Exercise description: Working from the entries below, give again each line from the first through the one containing "use crate::time;", exactly and with nothing else.

Stored data:

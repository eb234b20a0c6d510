//! Session management
//!
//! A session is one execution of an executable. It owns a directory under
//! `<sw_root>/sessions` holding the log file and any data saved during the
//! run, such as autotune results.

// ---------------------------------------------------------------------------
// IMPORTS
// ---------------------------------------------------------------------------

// External imports
use chrono::{DateTime, Utc};
use conquer_once::OnceCell;
use erased_serde::Serialize;
use log::{info, warn};
use std::fs;
use std::fs::OpenOptions;
use std::path::{Path, PathBuf};
use std::sync::mpsc::{channel, Receiver, RecvTimeoutError, Sender};
use std::sync::Mutex;
use std::thread::{self, JoinHandle};
use std::time::Duration;
use thiserror::Error;

// Internal imports
use crate::time;

// ---------------------------------------------------------------------------
// STATICS
// ---------------------------------------------------------------------------

static SESSION_EPOCH: OnceCell<DateTime<Utc>> = OnceCell::uninit();
static SAVE_SENDER: OnceCell<Mutex<Sender<SaveRequest>>> = OnceCell::uninit();

// ---------------------------------------------------------------------------
// CONSTANTS
// ---------------------------------------------------------------------------

/// A chrono format string which diplays a timestamp. See
/// https://docs.rs/chrono/0.4.11/chrono/format/strftime/index.html for more
/// information.
const TIMESTAMP_FORMAT: &str = "%Y%m%d_%H%M%S";

/// How long the save thread waits for a request before checking for exit.
const SAVE_POLL_PERIOD: Duration = Duration::from_millis(100);

// ---------------------------------------------------------------------------
// DATA STRUCTURES
// ---------------------------------------------------------------------------

type SaveRequest = (PathBuf, Box<dyn Serialize + Send>);

/// A struct storing information about the current session
pub struct Session {
    /// The root directory for this session
    pub session_root: PathBuf,

    /// The path to the session's log file
    pub log_file_path: PathBuf,

    save_sender: Option<Sender<SaveRequest>>,

    save_thread: Option<JoinHandle<()>>,
}

// ---------------------------------------------------------------------------
// ENUMERATIONS
// ---------------------------------------------------------------------------

/// Possible errors associated with the session module.
#[derive(Error, Debug)]
pub enum SessionError {
    #[error("The software root environment variable ({}) is not set", crate::host::SW_ROOT_ENV_VAR)]
    SwRootNotSet,

    #[error("Cannot create the session directory: {0}")]
    CannotCreateDir(std::io::Error),

    #[error(
        "Cannot initialise the session epoch, have you already initialised the \
         session? (conquer_once error: {0})"
    )]
    CannotInitEpoch(conquer_once::TryInitError),

    #[error("Cannot get the epoch time, did you forget to initialise the session?")]
    CannotGetEpoch,
}

// ---------------------------------------------------------------------------
// IMPLEMENTATIONS
// ---------------------------------------------------------------------------

impl Session {
    /// Start a new session within the given directory.
    ///
    /// This will create a new session directory named `{exec_name}_{timestamp}`
    pub fn new(exec_name: &str, sessions_dir: &str) -> Result<Self, SessionError> {
        SESSION_EPOCH
            .try_init_once(Utc::now)
            .map_err(SessionError::CannotInitEpoch)?;

        let timestamp = SESSION_EPOCH
            .get()
            .ok_or(SessionError::CannotGetEpoch)?
            .format(TIMESTAMP_FORMAT);

        let mut path = crate::host::get_sw_root().map_err(|_| SessionError::SwRootNotSet)?;
        path.push(sessions_dir);
        path.push(format!("{}_{}", exec_name, timestamp));

        fs::create_dir_all(&path).map_err(SessionError::CannotCreateDir)?;

        let log_file_path = path.join(format!("{}.log", exec_name));

        // Spawn the background save thread, keeping a copy of the sender in the
        // static so that modules without access to the session can save.
        let (tx, rx) = channel();
        SAVE_SENDER.init_once(|| Mutex::new(tx.clone()));

        let session_root = path.clone();
        let save_thread = thread::spawn(move || save_thread(session_root, rx));

        Ok(Session {
            session_root: path,
            log_file_path,
            save_sender: Some(tx),
            save_thread: Some(save_thread),
        })
    }

    /// Exit the session, waiting for the save thread to finish any pending actions
    pub fn exit(mut self) {
        info!("Stopping save thread");

        // Dropping our sender is not enough as the static keeps a copy, so the
        // thread is told to stop with an empty request path.
        if let Some(tx) = self.save_sender.take() {
            tx.send((PathBuf::new(), Box::new(()))).ok();
        }

        if let Some(handle) = self.save_thread.take() {
            if handle.join().is_err() {
                warn!("Save thread panicked before exiting");
            }
        }

        info!("Save thread exited");
    }

    /// Saves the given data to the given session-relative path in a background thread.
    pub fn save<P: AsRef<Path>, T: serde::Serialize + Send + 'static>(&self, path: P, data: T) {
        let sender = match self.save_sender {
            Some(ref s) => s,
            None => return,
        };

        if let Err(e) = sender.send((path.as_ref().to_path_buf(), Box::new(data))) {
            warn!(
                "Could not send data to be saved to path {:?}: {}",
                path.as_ref(),
                e
            )
        }
    }
}

// ---------------------------------------------------------------------------
// PUBLIC FUNCTIONS
// ---------------------------------------------------------------------------

/// Get the number of seconds elapsed since the start of the session.
///
/// Returns `0.0` if no session has been started, so that logging from tests
/// and benches does not need a session.
pub fn get_elapsed_seconds() -> f64 {
    match SESSION_EPOCH.get() {
        Some(e) => time::duration_to_seconds(Utc::now() - *e).unwrap_or(std::f64::NAN),
        None => 0.0,
    }
}

/// Save the given data into the session-relative path
///
/// If no session has been started the data is dropped with a warning.
pub fn save<P: AsRef<Path>, T: serde::Serialize + Send + 'static>(path: P, data: T) {
    match SAVE_SENDER.get() {
        Some(m) => match m.lock() {
            Ok(s) => {
                if let Err(e) = s.send((path.as_ref().to_path_buf(), Box::new(data))) {
                    warn!(
                        "Couldn't send data to save thread for file {:?}: {}",
                        path.as_ref(),
                        e
                    )
                }
            }
            Err(_) => warn!("Couldn't get lock on save sender"),
        },
        None => warn!(
            "Cannot save {:?} as session is not initialised yet",
            path.as_ref()
        ),
    }
}

/// Saves the given data to the path, appending a timestamp before the path's extension
pub fn save_with_timestamp<P: AsRef<Path>, T: serde::Serialize + Send + 'static>(path: P, data: T) {
    save(timestamped_path(path.as_ref(), &Utc::now()), data);
}

// -----------------------------------------------------------------------------------------------
// PRIVATE FUNCTIONS
// -----------------------------------------------------------------------------------------------

fn timestamped_path(path: &Path, now: &DateTime<Utc>) -> PathBuf {
    let mut file_name = path.file_stem().unwrap_or_default().to_os_string();
    file_name.push("_");
    file_name.push(now.format(TIMESTAMP_FORMAT).to_string());

    if let Some(ext) = path.extension() {
        file_name.push(".");
        file_name.push(ext);
    }

    path.with_file_name(file_name)
}

fn save_thread(session_root: PathBuf, receiver: Receiver<SaveRequest>) {
    loop {
        let (path, data) = match receiver.recv_timeout(SAVE_POLL_PERIOD) {
            Ok(r) => r,
            Err(RecvTimeoutError::Timeout) => continue,
            Err(RecvTimeoutError::Disconnected) => return,
        };

        // Empty path is the exit request
        if path.as_os_str().is_empty() {
            return;
        }

        let full_path = session_root.join(path);
        match full_path.extension().and_then(|s| s.to_str()) {
            Some("json") => write_json(&full_path, &data),
            ext => warn!(
                "Unrecognised file path extension for {:?} (got {:?})",
                full_path, ext
            ),
        }
    }
}

fn write_json(full_path: &Path, data: &Box<dyn Serialize + Send>) {
    if let Some(parent) = full_path.parent() {
        if let Err(e) = fs::create_dir_all(parent) {
            warn!("Couldn't create parent directory for {:?}: {}", full_path, e);
            return;
        }
    }

    let file = match OpenOptions::new()
        .write(true)
        .truncate(true)
        .create(true)
        .open(full_path)
    {
        Ok(f) => f,
        Err(e) => {
            warn!("Couldn't create file {:?}: {}", full_path, e);
            return;
        }
    };

    if let Err(e) = serde_json::to_writer_pretty(&file, data) {
        warn!("Couldn't serialize data for file {:?}: {}", full_path, e);
    }
}

#[cfg(test)]
mod test {
    use super::*;
    use chrono::TimeZone;

    #[test]
    fn test_timestamped_path() {
        let now = Utc.ymd(2026, 3, 1).and_hms(12, 30, 5);
        let path = timestamped_path(Path::new("autotune/gains.json"), &now);
        assert_eq!(path, PathBuf::from("autotune/gains_20260301_123005.json"));
    }
}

Solved exercise:
repository eb234b20a0c6d510
//! Session management
//!
//! A session is one execution of an executable. It owns a directory under
//! `<sw_root>/sessions` holding the log file and any data saved during the
//! run, such as autotune results.

// ---------------------------------------------------------------------------
// IMPORTS
// ---------------------------------------------------------------------------

// External imports
use chrono::{DateTime, Utc};
use conquer_once::OnceCell;
use erased_serde::Serialize;
use log::{info, warn};
use std::fs;
use std::fs::OpenOptions;
use std::path::{Path, PathBuf};
use std::sync::mpsc::{channel, Receiver, RecvTimeoutError, Sender};
use std::sync::Mutex;
use std::thread::{self, JoinHandle};
use std::time::Duration;
use thiserror::Error;

// Internal imports
use crate::time;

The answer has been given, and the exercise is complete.